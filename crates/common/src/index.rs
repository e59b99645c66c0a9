//! In-memory index of the documents directory.
//!
//! The index is the single source of truth for reads and searches.
//! Watch events keep it converged with the directory contents; API
//! handlers never read document bytes from disk.

use std::collections::HashMap;
use std::fs;
use std::path::Path;
use std::sync::Arc;
use std::time::UNIX_EPOCH;

use parking_lot::RwLock;
use serde::{Deserialize, Serialize};

use crate::sandbox::PathGuard;

/// File extensions eligible for indexing, lowercase.
pub const INDEXED_EXTENSIONS: &[&str] = &["md", "html"];

/// A fully indexed document, content included.
#[derive(Debug, Clone, PartialEq, Eq)]
pub struct IndexEntry {
    /// Base file name, original casing preserved
    pub name: String,
    /// Lowercased extension, one of [`INDEXED_EXTENSIONS`]
    pub ext: String,
    /// Full document text (lossy UTF-8)
    pub content: String,
    /// Last modification time, milliseconds since the Unix epoch
    pub mtime: u64,
}

/// Content-free document listing row.
#[derive(Debug, Clone, PartialEq, Eq, Serialize, Deserialize)]
pub struct DocMeta {
    pub name: String,
    pub path: String,
    pub ext: String,
    pub mtime: u64,
}

/// Map of root-relative paths to indexed documents.
#[derive(Debug)]
pub struct FileIndex {
    guard: PathGuard,
    entries: HashMap<String, IndexEntry>,
}

/// Shared handle to the index used across the watcher, the store, and
/// the HTTP handlers. Writers hold the lock only for map mutation.
pub type SharedIndex = Arc<RwLock<FileIndex>>;

pub fn shared(index: FileIndex) -> SharedIndex {
    Arc::new(RwLock::new(index))
}

impl FileIndex {
    pub fn new(guard: PathGuard) -> Self {
        Self {
            guard,
            entries: HashMap::new(),
        }
    }

    pub fn root(&self) -> &Path {
        self.guard.root()
    }

    pub fn guard(&self) -> &PathGuard {
        &self.guard
    }

    /// Indexes or re-indexes the file at an absolute path.
    ///
    /// Anything that is not a regular file with an indexable extension
    /// under the root is skipped. Read failures are logged and leave
    /// the previous entry (if any) in place; the watcher will deliver
    /// a removal if the file is actually gone.
    pub fn upsert(&mut self, path: &Path) {
        let metadata = match fs::metadata(path) {
            Ok(m) => m,
            Err(e) => {
                tracing::debug!(path = %path.display(), error = %e, "skipping unreadable path");
                return;
            }
        };
        if !metadata.is_file() {
            return;
        }
        let Some(ext) = indexed_extension(path) else {
            return;
        };
        let Some(rel) = self.guard.relativize(path) else {
            tracing::warn!(path = %path.display(), "ignoring file outside the document root");
            return;
        };

        let bytes = match fs::read(path) {
            Ok(b) => b,
            Err(e) => {
                tracing::warn!(path = %rel, error = %e, "failed to read file for indexing");
                return;
            }
        };
        let content = String::from_utf8_lossy(&bytes).into_owned();
        let name = rel
            .rsplit('/')
            .next()
            .map(str::to_string)
            .unwrap_or_else(|| rel.clone());
        let mtime = epoch_millis(&metadata);

        tracing::debug!(path = %rel, bytes = content.len(), "indexed document");
        self.entries.insert(
            rel,
            IndexEntry {
                name,
                ext,
                content,
                mtime,
            },
        );
    }

    /// Drops the entry for an absolute path, if present.
    pub fn remove(&mut self, path: &Path) {
        if let Some(rel) = self.guard.relativize(path) {
            self.remove_relative(&rel);
        }
    }

    /// Drops the entry for a root-relative path. Returns whether an
    /// entry was actually removed.
    pub fn remove_relative(&mut self, rel: &str) -> bool {
        let removed = self.entries.remove(rel).is_some();
        if removed {
            tracing::debug!(path = %rel, "removed document from index");
        }
        removed
    }

    /// Looks up a document by its root-relative path.
    pub fn get(&self, rel: &str) -> Option<&IndexEntry> {
        self.entries.get(rel)
    }

    /// Listing of every indexed document, sorted by case-insensitive
    /// name with the relative path as tiebreaker.
    pub fn list(&self) -> Vec<DocMeta> {
        let mut docs: Vec<DocMeta> = self
            .entries
            .iter()
            .map(|(path, entry)| DocMeta {
                name: entry.name.clone(),
                path: path.clone(),
                ext: entry.ext.clone(),
                mtime: entry.mtime,
            })
            .collect();
        docs.sort_by_cached_key(|doc| (doc.name.to_lowercase(), doc.path.clone()));
        docs
    }

    pub fn entries(&self) -> impl Iterator<Item = (&String, &IndexEntry)> {
        self.entries.iter()
    }

    pub fn len(&self) -> usize {
        self.entries.len()
    }

    pub fn is_empty(&self) -> bool {
        self.entries.is_empty()
    }
}

/// Lowercased extension of a path when it is eligible for indexing.
pub fn indexed_extension(path: &Path) -> Option<String> {
    let ext = path.extension()?.to_str()?.to_ascii_lowercase();
    INDEXED_EXTENSIONS
        .contains(&ext.as_str())
        .then_some(ext)
}

fn epoch_millis(metadata: &fs::Metadata) -> u64 {
    metadata
        .modified()
        .ok()
        .and_then(|t| t.duration_since(UNIX_EPOCH).ok())
        .map(|d| d.as_millis() as u64)
        .unwrap_or(0)
}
○ ○ ○
» Brief
Looking at the data above, show all lines where the word "bool" occurs.

» Solution
    pub fn remove_relative(&mut self, rel: &str) -> bool {
    pub fn is_empty(&self) -> bool {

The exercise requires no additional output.